Olaus Faber: Das babylonische Handbuch der Sprache.

Von Zungenbrechern, Schwiegermuttersprachen und Freud’schen Versprechern

Olaus Faber: Das babylonische Handbuch der Sprache. Unter den 20 häufigsten deutschen Familiennamen – auf dem Treppchen: Müller, Schmidt, Schneider – gehen wenigstens 16 eindeutig auf traditionelle Berufsbezeichnungen zurück. -Einander zu duzen oder zu siezen: Man kennt das Dilemma. Aber wer erinnert sich – so lang ist’s noch gar nicht her – ans “Erzen”?

Von einer Stiefmuttersprache ist an anderer Stelle im HDS die Rede, doch was “Schwiegermuttersprachen” sind, erfahren wir in diesem Buch.

“Geschlaucht”, “Knast”, “petzen”, kommen, wie “mausetot”, “Schussel” und “pleite”, bei Luther nicht vor. Aus dem Englischen oder Französischen kommen sie auch nicht. Woher dann?

Wo und wann gab es im deutschen Sprachraum “Arbeiterschließfächer” und “Wohnklos mit Küche”? Gab es vor der “babylonischen Verwirrung der Sprachen” wirklich nur eine? – Legasthenie, Jiddisch, Hokuspokus, Flüche, Kurzschrift, Sanskrit, Esperanto, Runen, Baskisch, Eselsbrücken?

Wie kann man so viel und so Vielfältiges über unsere Sprache selbst, über ihre historische Herkunft und sprachgeographische Einbettung vermitteln, ohne ein einschläfernd dickes Buch zu schreiben?

Man verfasse ein Lexikon mir nur 129 Stichworten in alphabetischer Folge, von “Älteste Sprache” bis “Zungenreden”, fasse sich kurz und belege alles mit anschaulichen Beispielen.

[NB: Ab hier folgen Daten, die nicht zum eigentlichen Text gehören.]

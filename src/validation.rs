//! Form validation for the three editors.
//!
//! Every check runs on every call so the caller can show all messages at
//! once; an empty [`FieldErrors`] means the draft is valid.

use crate::calendar::{DayOfWeek, WeekType, parse_date, time_to_minutes};
use crate::editor::{ClassDraft, ClassField, HolidayDraft, HolidayField, VacationDraft, VacationField};
use crate::holiday::{HolidayType, VacationType};
use serde::Serialize;
use std::collections::BTreeMap;
use std::fmt;

/// A named input of an editor form.
pub trait FormField: Copy {
    fn as_str(&self) -> &'static str;
}

/// Field name to message. Empty means valid.
#[derive(Debug, Clone, Default, PartialEq, Eq, Serialize)]
#[serde(transparent)]
pub struct FieldErrors(BTreeMap<&'static str, String>);

impl FieldErrors {
    pub fn new() -> Self {
        Self::default()
    }

    pub fn is_empty(&self) -> bool {
        self.0.is_empty()
    }

    pub fn len(&self) -> usize {
        self.0.len()
    }

    pub fn insert<F: FormField>(&mut self, field: F, message: impl Into<String>) {
        self.0.insert(field.as_str(), message.into());
    }

    pub fn clear_field<F: FormField>(&mut self, field: F) -> Option<String> {
        self.0.remove(field.as_str())
    }

    pub fn get(&self, field: &str) -> Option<&str> {
        self.0.get(field).map(String::as_str)
    }

    pub fn contains(&self, field: &str) -> bool {
        self.0.contains_key(field)
    }

    pub fn fields(&self) -> impl Iterator<Item = &'static str> + '_ {
        self.0.keys().copied()
    }

    pub fn iter(&self) -> impl Iterator<Item = (&'static str, &str)> {
        self.0.iter().map(|(field, message)| (*field, message.as_str()))
    }
}

impl fmt::Display for FieldErrors {
    fn fmt(&self, f: &mut fmt::Formatter<'_>) -> fmt::Result {
        let parts = self
            .iter()
            .map(|(field, message)| format!("{field}: {message}"))
            .collect::<Vec<_>>();
        write!(f, "{}", parts.join("; "))
    }
}

impl std::error::Error for FieldErrors {}

fn is_blank(value: &str) -> bool {
    value.trim().is_empty()
}

fn require<F: FormField>(errors: &mut FieldErrors, field: F, value: &str, message: &str) -> bool {
    if is_blank(value) {
        errors.insert(field, message);
        false
    } else {
        true
    }
}

fn required_minutes<F: FormField>(
    errors: &mut FieldErrors,
    field: F,
    value: &str,
    missing: &str,
) -> Option<u32> {
    if !require(errors, field, value, missing) {
        return None;
    }
    let minutes = time_to_minutes(value);
    if minutes.is_none() {
        errors.insert(field, "Use the HH:MM format");
    }
    minutes
}

fn required_date<F: FormField>(
    errors: &mut FieldErrors,
    field: F,
    value: &str,
    missing: &str,
) -> Option<chrono::NaiveDate> {
    if !require(errors, field, value, missing) {
        return None;
    }
    let date = parse_date(value);
    if date.is_none() {
        errors.insert(field, "Use the YYYY-MM-DD format");
    }
    date
}

pub fn validate_class(draft: &ClassDraft) -> FieldErrors {
    let mut errors = FieldErrors::new();

    if draft.day.parse::<DayOfWeek>().is_err() {
        errors.insert(ClassField::Day, "Choose a day of the week");
    }
    require(&mut errors, ClassField::Subject, &draft.subject, "Subject is required");
    require(&mut errors, ClassField::Group, &draft.group, "Group is required");

    let start = required_minutes(
        &mut errors,
        ClassField::StartTime,
        &draft.start_time,
        "Start time is required",
    );
    let end = required_minutes(
        &mut errors,
        ClassField::EndTime,
        &draft.end_time,
        "End time is required",
    );
    if let (Some(start), Some(end)) = (start, end) {
        if end <= start {
            errors.insert(ClassField::EndTime, "End time must be after start time");
        }
    }

    if draft.alternating && draft.week_type.parse::<WeekType>().is_err() {
        errors.insert(ClassField::WeekType, "Choose odd or even weeks");
    }

    errors
}

pub fn validate_holiday(draft: &HolidayDraft) -> FieldErrors {
    let mut errors = FieldErrors::new();
    require(&mut errors, HolidayField::Name, &draft.name, "Name is required");
    required_date(&mut errors, HolidayField::Date, &draft.date, "Date is required");
    if draft.holiday_type.parse::<HolidayType>().is_err() {
        errors.insert(HolidayField::Type, "Choose a holiday type");
    }
    errors
}

pub fn validate_vacation(draft: &VacationDraft) -> FieldErrors {
    let mut errors = FieldErrors::new();
    require(&mut errors, VacationField::Name, &draft.name, "Name is required");

    let start = required_date(
        &mut errors,
        VacationField::StartDate,
        &draft.start_date,
        "Start date is required",
    );
    let end = required_date(
        &mut errors,
        VacationField::EndDate,
        &draft.end_date,
        "End date is required",
    );
    if let (Some(start), Some(end)) = (start, end) {
        if start > end {
            errors.insert(VacationField::EndDate, "End date must not be before start date");
        }
    }

    if draft.vacation_type.parse::<VacationType>().is_err() {
        errors.insert(VacationField::Type, "Choose a vacation type");
    }
    errors
}

#[cfg(test)]
mod tests {
    use super::*;

    fn class_draft() -> ClassDraft {
        ClassDraft {
            subject: "Maths".into(),
            group: "6A".into(),
            ..ClassDraft::default()
        }
    }

    #[test]
    fn complete_class_draft_is_valid() {
        assert!(validate_class(&class_draft()).is_empty());
    }

    #[test]
    fn blank_required_class_fields_are_reported_together() {
        let draft = ClassDraft {
            subject: "   ".into(),
            group: String::new(),
            start_time: String::new(),
            ..ClassDraft::default()
        };
        let errors = validate_class(&draft);
        assert_eq!(errors.get("subject"), Some("Subject is required"));
        assert_eq!(errors.get("group"), Some("Group is required"));
        assert_eq!(errors.get("startTime"), Some("Start time is required"));
        assert!(!errors.contains("endTime"));
    }

    #[test]
    fn end_time_must_follow_start_time() {
        let equal = ClassDraft {
            start_time: "10:00".into(),
            end_time: "10:00".into(),
            ..class_draft()
        };
        assert_eq!(
            validate_class(&equal).get("endTime"),
            Some("End time must be after start time")
        );

        let earlier = ClassDraft {
            start_time: "10:00".into(),
            end_time: "09:30".into(),
            ..class_draft()
        };
        assert_eq!(validate_class(&earlier).len(), 1);
    }

    #[test]
    fn malformed_time_is_a_format_error() {
        let draft = ClassDraft {
            start_time: "8h".into(),
            ..class_draft()
        };
        assert_eq!(validate_class(&draft).get("startTime"), Some("Use the HH:MM format"));
    }

    #[test]
    fn week_type_only_checked_for_alternating_classes() {
        let draft = ClassDraft {
            week_type: "weekly".into(),
            ..class_draft()
        };
        assert!(validate_class(&draft).is_empty());

        let alternating = ClassDraft {
            alternating: true,
            ..draft
        };
        assert!(validate_class(&alternating).contains("weekType"));
    }

    #[test]
    fn holiday_needs_name_and_date() {
        let errors = validate_holiday(&HolidayDraft::default());
        assert_eq!(errors.get("name"), Some("Name is required"));
        assert_eq!(errors.get("date"), Some("Date is required"));
        assert!(!errors.contains("type"));

        let draft = HolidayDraft {
            name: "Armistice".into(),
            date: "2024-11-11".into(),
            ..HolidayDraft::default()
        };
        assert!(validate_holiday(&draft).is_empty());
    }

    #[test]
    fn vacation_may_be_a_single_day() {
        let draft = VacationDraft {
            name: "Bridge day".into(),
            start_date: "2024-05-10".into(),
            end_date: "2024-05-10".into(),
            ..VacationDraft::default()
        };
        assert!(validate_vacation(&draft).is_empty());
    }

    #[test]
    fn empty_vacation_reports_every_required_field() {
        let errors = validate_vacation(&VacationDraft::default());
        assert_eq!(errors.get("name"), Some("Name is required"));
        assert_eq!(errors.get("startDate"), Some("Start date is required"));
        assert_eq!(errors.get("endDate"), Some("End date is required"));
        assert!(!errors.contains("type"));
        assert_eq!(errors.len(), 3);
    }

    #[test]
    fn unparseable_vacation_dates_are_format_errors() {
        let draft = VacationDraft {
            name: "Hiver".into(),
            start_date: "15/02/2025".into(),
            end_date: "2025-02-30".into(),
            ..VacationDraft::default()
        };
        let errors = validate_vacation(&draft);
        assert_eq!(errors.get("startDate"), Some("Use the YYYY-MM-DD format"));
        assert_eq!(errors.get("endDate"), Some("Use the YYYY-MM-DD format"));
        assert_eq!(errors.len(), 2);
    }

    #[test]
    fn vacation_end_before_start_is_rejected() {
        let draft = VacationDraft {
            name: "Spring".into(),
            start_date: "2024-04-20".into(),
            end_date: "2024-04-19".into(),
            ..VacationDraft::default()
        };
        let errors = validate_vacation(&draft);
        assert_eq!(errors.len(), 1);
        assert!(errors.contains("endDate"));
    }

    #[test]
    fn display_joins_messages_in_field_order() {
        let errors = validate_holiday(&HolidayDraft::default());
        assert_eq!(
            errors.to_string(),
            "date: Date is required; name: Name is required"
        );
    }
}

Das hat Olaus Faber, Jahrgang 1971, in seinem “Babylonischen Handbuch der Sprache” getan und so ein gleichermaßen unterhaltsames wie lehrreiches, ja ein ideales Geschenkbuch für Sprachinteressierte geschaffen. Bevor Sie zur Geburtstagsfeier aufbrechen, schauen Sie besser nicht hinein. Sie läsen sich unweigerlich fest und kämen zu spät.

 CS

Olaus Faber: Das babylonische Handbuch der Sprache. Frankfurt am Main 2008. ISBN 978-3-8218-5832-6, 255 S., 14,95 Euro.